_Provided data_
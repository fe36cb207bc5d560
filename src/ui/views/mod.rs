mod entity_list;

pub use entity_list::EntityListView;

_What to work on_
For this exercise, all the data must be repeated exactly.

_Response_
repository fe36cb207bc5d560
filename src/ui/views/mod.rs
mod entity_list;

pub use entity_list::EntityListView;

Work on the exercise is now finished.